My husband and I used Senior 1st Class BritRail Passes on some of our past trips; and yes, the convenience of being able to take any train on a given day does have its' advantages. However, for our trip to Scotland and England this Fall, we're purchasing one of the Two-Together Railcards; and since we know what days we need to be in a certain city due to hotel reservations, we made the commitment to exact trains. Some of the fares I booked were 1st Class Advance and others were 1st Class Advance Anytime.

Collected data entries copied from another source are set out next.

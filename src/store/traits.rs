//! `ProgressStore` trait — single async interface for setup persistence.
//!
//! The flow controller only knows this trait; the libsql backend is one
//! implementation, tests inject their own.

use async_trait::async_trait;
use chrono::{DateTime, Utc};

use crate::error::StoreError;
use crate::onboarding::model::{ServiceEntry, SetupRecord};
use crate::onboarding::step::SetupStep;

/// What `load_progress` hands back: the saved record plus the last step
/// marker, if one was recorded.
#[derive(Debug, Clone)]
pub struct StoredProgress {
    pub record: SetupRecord,
    pub step: Option<SetupStep>,
}

/// Backend-agnostic persistence for the setup wizard.
#[async_trait]
pub trait ProgressStore: Send + Sync {
    /// Run all pending schema migrations.
    async fn run_migrations(&self) -> Result<(), StoreError>;

    /// Load the owner's saved progress. `None` on first interaction.
    async fn load_progress(&self, owner_id: &str)
    -> Result<Option<StoredProgress>, StoreError>;

    /// Upsert the profile fields and the step marker. Returns the provider
    /// row id. A duplicate username surfaces as `StoreError::Conflict`.
    async fn save_progress(
        &self,
        owner_id: &str,
        record: &SetupRecord,
        step: SetupStep,
    ) -> Result<String, StoreError>;

    /// Replace the owner's full service list. This is a replace-all write,
    /// not an incremental upsert: rows the caller no longer sends are gone.
    async fn replace_services(
        &self,
        owner_id: &str,
        services: &[ServiceEntry],
    ) -> Result<(), StoreError>;

    /// Mark the owner's setup finished at the given instant.
    async fn mark_complete(&self, owner_id: &str, at: DateTime<Utc>) -> Result<(), StoreError>;

    /// Username uniqueness check. `exclude_owner` skips the owner's own row
    /// so re-saving an unchanged username is not a collision.
    async fn is_available(
        &self,
        candidate: &str,
        exclude_owner: Option<&str>,
    ) -> Result<bool, StoreError>;
}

By my calculations we saved more than $300 over using the BritRail Pass even accounting for the £30 railcard and current exchange rate.

That being said; you know what your comfort/stress level is, so choose what's best for you and enjoy.

Mary

Posted by Lola
Seattle, WA
5877 posts

The Advance fares, especially with a Senior Railcard, are so much better than a day on a First Class pass that is is well worth seeking them.

The Advance fares are not necessarily released on the same day that tickets are, and they do not apply to all trains on a given day.

Are you looking for them properly? Nigel,found them for October 2. I was conducting a search at the same time and found, for September 29 and 30, a First Class Advance fare of £30.70 on the direct train (no changes) from Wakefield to Glasgow. For Perth to Middleborough, the First class advance fare of £28.50 showed up on the 3-change train for one day, a 2-change train the other.

A 4-day Britrail Pass for 2 seniors traveling together costs $918 on the website. That means the per-journey/day costs or two is $229.50. This is more than double the cost of the Advance fares.

I have some familiarity with your dilemma. Two months ago we traveled around the UK by train. I bought 5 of our 8 journeys ahead and got great Advance fares. I signed up for fare alerts on the East coast trains website and bought the fares as soon as I could. For the other 3 journeys, I decided to purchase a pass because (1) for one journey, Bodmin Parkway to Paddington, my early research led me to believe that no advance fares would appear for the particular journey we wanted, and (2) for 2 journeys with multiple legs I did not want to have to commit us to a particular set of trains that far in advance. As it turned out we decided we should have reservations as we found the trains quite crowded in May, so we had to commit anyway. As it turned out I did predict correctly that no Advance fares would appear on that Bodmin train we wanted! but we paid dearly to ride that train with our pass. So it was a mistake to Purchas the pass buy my travel companions had such a good time on the trip which I planned that they forgave me.

So. . . . Sign up fare alerts and wait for the Advance fares. If you miss them entirely (not likely), you can always purchase the pass later.

Posted by Lola
Seattle, WA
5877 posts

I neglected to mention the two together card! which may be a better option than the Senior Railcard! but Mary (who was posting at the same time) covered it.

Posted by Jerry
Stockton, CA
134 posts

Thanks Lola, Mary and Nigel for your help.

For some of our segments, there is some time pressure. For Perth>Middlesbrough, I need to first drop off my rental car in Perth, which I think is near the train station, and get to Middlesbrough in time to pick up my next rental car.

Nigel, I did see the First Advance fares on Oct. 2nd. But we won't be traveling that segment until Oct. 18, and those aren't posted yet. Do Advance Fares pop-up after the initial 12 week booking date? Since our schedule will be pretty locked in, I do like to have our train bookings made in advance if it involves cheap fares.

I didn't realize the "Two Together" railcards were less expensive than the Senior Railcards, but will check it out. Since we will be traveling together, that would work.

Paying over $900 in advance for Senior BritRail Passes makes me gag. So, I'll do a little more research before deciding.

Posted by Nigel
East Midlands, England
10747 posts

Both the Senior Railcard and Two Together Railcard are at the National Rail website, and their terms and conditions are there. They are both the same price but you need 2 Senior Railcards whereas you only need one Two Together - plus photos on the Two Together.

If traveling in the southeast and London check for time restrictions.